The Rights Forum pleitte al veel langer voor een wapenembargo, en juicht de Nederlandse steun voor de resolutie van de Mensenrechtenraad toe. Het zou de betrokken ministers sieren op een snelle implementatie van het embargo toe te zien.
Het zou hen ook sieren de eigen zakelijke transacties met de Israëlische wapenindustrie nog eens kritisch onder de loep te nemen. Onder andere het ministerie van Defensie en de Nationale Politie sloten miljoenencontracten met Elbit Systems, een paradepaardje van de Israëlische militaire industrie. Israël maakt op grote schaal gebruik van door Elbit geleverde bewapening en andere apparatuur bij het handhaven en uitbouwen van de bezetting en kolonisering van Palestina.
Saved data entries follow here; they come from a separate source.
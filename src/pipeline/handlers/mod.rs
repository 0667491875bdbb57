//! Stage Handlers
//!
//! One handler per [`Stage`](super::Stage). A handler returns the follow-up
//! actions it wants enqueued; a handler that cannot proceed returns none. An
//! `Err` is logged by the processing loop and leaves the batch where it is.

pub mod bundle_archive;
pub mod cleanup;
pub mod create_archive;
pub mod submission_failure;
pub mod submit_bundle;

use std::sync::Arc;

pub use bundle_archive::BundleArchiveHandler;
pub use cleanup::CleanupHandler;
pub use create_archive::CreateArchiveHandler;
pub use submission_failure::SubmissionFailureHandler;
pub use submit_bundle::SubmitBundleHandler;

use super::{Action, FollowUp, OfflineGate, WorkerPool};
use crate::batching::BatchRepository;
use crate::config::PipelineConfig;
use crate::error::Result;
use crate::messaging::NotificationService;
use crate::transmission::TransmissionSessionClient;
use crate::utils::Clock;

#[derive(Debug, Clone)]
pub struct StageHandlers {
    pub create_archive: CreateArchiveHandler,
    pub bundle_archive: BundleArchiveHandler,
    pub submit_bundle: SubmitBundleHandler,
    pub cleanup: CleanupHandler,
    pub submission_failure: SubmissionFailureHandler,
}

impl StageHandlers {
    pub fn new(
        config: &PipelineConfig,
        repository: Arc<BatchRepository>,
        session: Arc<TransmissionSessionClient>,
        notifications: NotificationService,
        gate: OfflineGate,
        clock: Arc<dyn Clock>,
    ) -> Self {
        Self {
            create_archive: CreateArchiveHandler::new(
                repository.clone(),
                WorkerPool::from_config(&config.worker_pool),
            ),
            bundle_archive: BundleArchiveHandler::new(clock),
            submit_bundle: SubmitBundleHandler::new(
                session,
                gate,
                notifications.clone(),
                config.transmission.max_submit_attempts,
            ),
            cleanup: CleanupHandler::new(repository, &config.cleanup),
            submission_failure: SubmissionFailureHandler::new(notifications),
        }
    }

    pub async fn dispatch(&self, action: Action) -> Result<Vec<FollowUp>> {
        match action {
            Action::CreateArchive(batch) => self.create_archive.handle(batch).await,
            Action::BundleArchive(result) => self.bundle_archive.handle(result).await,
            Action::SubmitBundle(request) => self.submit_bundle.handle(request).await,
            Action::Cleanup(request) => self.cleanup.handle(request).await,
            Action::SubmissionFailure(context) => self.submission_failure.handle(context).await,
        }
    }
}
Elbit prijst zijn wapens aan als ‘combat proven’ en ‘battle tested’, en Palestina vormt het laboratorium waar het test- en verbeterproces plaatsvindt.
Een maand geleden riepen de voormalige ministers Jan Pronk en Laurens Jan Brinkhorst en de voormalige ambassadeur Koos van Dam – allen lid van de Raad van Advies van The Rights Forum – in een artikel de regering op de banden met de Israëlische wapenindustrie te verbreken. Voor een regering die meent dat Nederlandse wapens niet ten goede mogen komen aan Israëlische rechtenschendingen in Palestijns gebied, is het aanschaffen van wapens die in diezelfde arena zijn getest inconsequent, om niet te zeggen hypocriet.